Frequent confession is often touted. But name a bishop or diocese that has offered more than one liturgy of sorrow for the sins and omissions of administration. A good amount of testimony on sin involves bishops and others telling the laity they are sinners. Here follows the suggestion that confession is “helpful to the faithful,” but something more may be needed: help for the clergy, and especially bishops.
The loss of a consciousness of sin always entails a certain superficiality in the understanding of God’s love.
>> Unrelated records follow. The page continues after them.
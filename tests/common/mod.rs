//! Common utilities for integration tests

use osteo_rs::load::LoadCase;
use osteo_rs::section::{CrossSectionModel, SectionGeometry, SectionParameters};

/// Relative error with an absolute floor for near-zero references.
pub fn relative_error(actual: f64, expected: f64) -> f64 {
    (actual - expected).abs() / expected.abs().max(1e-300)
}

pub fn assert_close(actual: f64, expected: f64, tolerance: f64, label: &str) {
    assert!(
        (actual - expected).abs() <= tolerance,
        "{label}: {actual} vs {expected} (tolerance {tolerance})"
    );
}

/// Uniform n×n cross-section with identical elements.
pub fn uniform_section(
    n: usize,
    bone_volume_fraction: f64,
    load_case: LoadCase,
    parameters: SectionParameters,
) -> CrossSectionModel {
    let geometry = SectionGeometry::uniform_grid(n, n, 0.8, bone_volume_fraction)
        .expect("valid uniform grid");
    CrossSectionModel::new(geometry, load_case, parameters).expect("valid cross-section")
}

/// Axial stresses of all elements, in element order.
pub fn element_stresses(section: &CrossSectionModel) -> Vec<f64> {
    section.elements().iter().map(|e| e.axial_stress).collect()
}
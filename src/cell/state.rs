//! Typed state records of the cell population model
//!
//! The transient state vector and the steady-state snapshot are explicit
//! structs; the solver-facing `SVector` layout is confined to the two
//! conversion functions here.

use nalgebra::SVector;

/// Transient state of one element's cell populations and volume fractions.
///
/// Uncommitted densities (OBu, OCu) are not part of the transient state:
/// they stay pinned at their steady-state values for a given porosity
/// regime. That is a modeling decision, not an omission.
#[derive(Debug, Clone, Copy, PartialEq)]
pub struct CellState {
    /// Precursor osteoblast density \[pM\].
    pub ob_p: f64,
    /// Active osteoblast density \[pM\].
    pub ob_a: f64,
    /// Precursor osteoclast density \[pM\].
    pub oc_p: f64,
    /// Active osteoclast density \[pM\].
    pub oc_a: f64,
    /// Vascular pore volume fraction, in [0, 1].
    pub vascular_pore_fraction: f64,
    /// Bone volume fraction, in [0, 1].
    pub bone_volume_fraction: f64,
}

impl CellState {
    /// Solver-facing layout `[OBp, OBa, OCp, OCa, vpf, bvf]`.
    pub fn to_vector(self) -> SVector<f64, 6> {
        SVector::<f64, 6>::from_column_slice(&[
            self.ob_p,
            self.ob_a,
            self.oc_p,
            self.oc_a,
            self.vascular_pore_fraction,
            self.bone_volume_fraction,
        ])
    }

    pub fn from_vector(x: &SVector<f64, 6>) -> Self {
        Self {
            ob_p: x[0],
            ob_a: x[1],
            oc_p: x[2],
            oc_a: x[3],
            vascular_pore_fraction: x[4],
            bone_volume_fraction: x[5],
        }
    }
}

/// Steady-state snapshot of all six cell populations at one porosity.
///
/// Computed once per element: the active densities come straight from the
/// turnover rate, the remaining four from the nonlinear solve. Serves both
/// as the transient initial condition and as the baseline for the
/// mechanical feedback.
#[derive(Debug, Clone, Copy, PartialEq)]
pub struct SteadyState {
    pub ob_u: f64,
    pub ob_p: f64,
    pub ob_a: f64,
    pub oc_u: f64,
    pub oc_p: f64,
    pub oc_a: f64,
}

impl SteadyState {
    /// Transient initial condition at the given porosity.
    pub fn initial_state(&self, porosity: f64) -> CellState {
        CellState {
            ob_p: self.ob_p,
            ob_a: self.ob_a,
            oc_p: self.oc_p,
            oc_a: self.oc_a,
            vascular_pore_fraction: porosity,
            bone_volume_fraction: 1.0 - porosity,
        }
    }
}

// =================================================================================================
// Tests
// =================================================================================================

#[cfg(test)]
mod tests {
    use super::*;

    #[test]
    fn test_vector_round_trip() {
        let state = CellState {
            ob_p: 1.0e-4,
            ob_a: 2.0e-4,
            oc_p: 3.0e-4,
            oc_a: 4.0e-5,
            vascular_pore_fraction: 0.05,
            bone_volume_fraction: 0.95,
        };
        let round_tripped = CellState::from_vector(&state.to_vector());
        assert_eq!(state, round_tripped);
    }

    #[test]
    fn test_initial_state_from_steady_state() {
        let steady = SteadyState {
            ob_u: 1.0e-3,
            ob_p: 1.0e-4,
            ob_a: 2.0e-4,
            oc_u: 1.0e-3,
            oc_p: 3.0e-4,
            oc_a: 4.0e-5,
        };
        let state = steady.initial_state(0.3);
        assert_eq!(state.vascular_pore_fraction, 0.3);
        assert_eq!(state.bone_volume_fraction, 0.7);
        assert_eq!(state.ob_p, steady.ob_p);
        assert_eq!(state.oc_a, steady.oc_a);
    }
}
Bringing out the elements within the rite of Mass that express consciousness of personal sin and, at the same time, of God’s mercy, can prove most helpful to the faithful. (For example, the Confiteor, or the words of the priest and people before receiving Communion: “Lord, I am not worthy to receive you, but only say the word and I shall be healed.” Not insignificantly does the liturgy also prescribe certain very beautiful prayers for the priest, handed down by tradition, which speak of the need for forgiveness, as, for example, the one recited quietly before inviting the faithful to sacramental communion: “By the mystery of your body and blood, free me from all my sins and from every evil. Keep me always faithful to your teachings and never let me be parted from you.”)
Pope Benedict is correct to counter the notion that Eucharist and Reconciliation are for the me-and-Jesus universe.
Furthermore, the relationship between the Eucharist and the sacrament of Reconciliation reminds us that sin is never a purely individual affair; it always damages the ecclesial communion that we have entered through Baptism. For this reason, Reconciliation, as the Fathers of the Church would say, is laboriosus quidam baptismus; (Cf. Saint John Damascene, Exposition of the Faith, IV, 9: PG 94, 1124C; Saint Gregory Nazianzen, Oratio 39, 17: PG 36, 356A; Ecumenical Council of Trent, Doctrina de sacramento paenitentiae, Chapter 2: DS 1672) they thus emphasized that the outcome of the process of conversion is also the restoration of full ecclesial communion, expressed in a return to the Eucharist. (Cf. Lumen Gentium 11; Reconciliatio et Paenitentia 30)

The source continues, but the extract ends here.